_Exercise prompt:_ The lines below that include "password" are to be found and copied.

··· Dataset entries

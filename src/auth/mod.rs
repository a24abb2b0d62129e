//! Authentication Module
//! Mission: Issue and validate credentials, and gate every RPC with per-role rights

pub mod clock;
pub mod error;
pub mod interceptor;
pub mod jwt;
pub mod models;
pub mod password;
pub mod rbac;
pub mod route_map;
pub mod service;
pub mod session_cache;
pub mod tokens;
pub mod user_store;

pub use interceptor::Interceptor;
pub use jwt::ClaimCodec;
pub use rbac::RbacDecider;
pub use route_map::RouteMap;
pub use service::{AuthService, UserService};
pub use tokens::{TokenIssuer, TokenValidator};
pub use user_store::{SqliteUserStore, UserStore};
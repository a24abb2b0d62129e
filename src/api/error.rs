//! RPC boundary errors
//!
//! Internal reason codes stay in the logs; callers only ever see these messages.

use crate::auth::{error::GateDenial, service::ServiceError};
use axum::{
    http::StatusCode,
    response::{IntoResponse, Response},
    Json,
};
use serde_json::json;
use tracing::error;

#[derive(Debug)]
pub enum ApiError {
    Unauthenticated,
    AccessDenied,
    AuthorizationUnavailable,
    InvalidCredentials,
    InvalidInput(String),
    UserNotFound,
    UserAlreadyExists,
    InternalError,
}

impl ApiError {
    fn status_and_message(&self) -> (StatusCode, String) {
        match self {
            ApiError::Unauthenticated => (StatusCode::UNAUTHORIZED, "unauthenticated".to_string()),
            ApiError::AccessDenied => (StatusCode::FORBIDDEN, "access denied".to_string()),
            ApiError::AuthorizationUnavailable => (
                StatusCode::SERVICE_UNAVAILABLE,
                "authorization unavailable".to_string(),
            ),
            ApiError::InvalidCredentials => (
                StatusCode::UNAUTHORIZED,
                "invalid email or password".to_string(),
            ),
            ApiError::InvalidInput(msg) => (StatusCode::BAD_REQUEST, msg.clone()),
            ApiError::UserNotFound => (StatusCode::NOT_FOUND, "user not found".to_string()),
            ApiError::UserAlreadyExists => (StatusCode::CONFLICT, "user already exists".to_string()),
            ApiError::InternalError => (
                StatusCode::INTERNAL_SERVER_ERROR,
                "internal server error".to_string(),
            ),
        }
    }
}

impl IntoResponse for ApiError {
    fn into_response(self) -> Response {
        let (status, message) = self.status_and_message();
        (status, Json(json!({ "status": false, "message": message }))).into_response()
    }
}

impl From<GateDenial> for ApiError {
    fn from(denial: GateDenial) -> Self {
        match denial {
            GateDenial::MissingCredential | GateDenial::InvalidCredential(_) => {
                ApiError::Unauthenticated
            }
            GateDenial::MissingSection | GateDenial::InvalidRoute(_) | GateDenial::Forbidden(_) => {
                ApiError::AccessDenied
            }
            GateDenial::Unavailable(_) => ApiError::AuthorizationUnavailable,
        }
    }
}

impl From<ServiceError> for ApiError {
    fn from(err: ServiceError) -> Self {
        match err {
            ServiceError::InvalidCredentials => ApiError::InvalidCredentials,
            ServiceError::InvalidRefreshToken(_) => ApiError::Unauthenticated,
            ServiceError::UserAlreadyExists => ApiError::UserAlreadyExists,
            ServiceError::UserNotFound => ApiError::UserNotFound,
            ServiceError::InvalidInput(msg) => ApiError::InvalidInput(msg),
            ServiceError::Internal(e) => {
                error!("Internal error: {:#}", e);
                ApiError::InternalError
            }
        }
    }
}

······

_Worked solution:_
pub mod password;
                "invalid email or password".to_string(),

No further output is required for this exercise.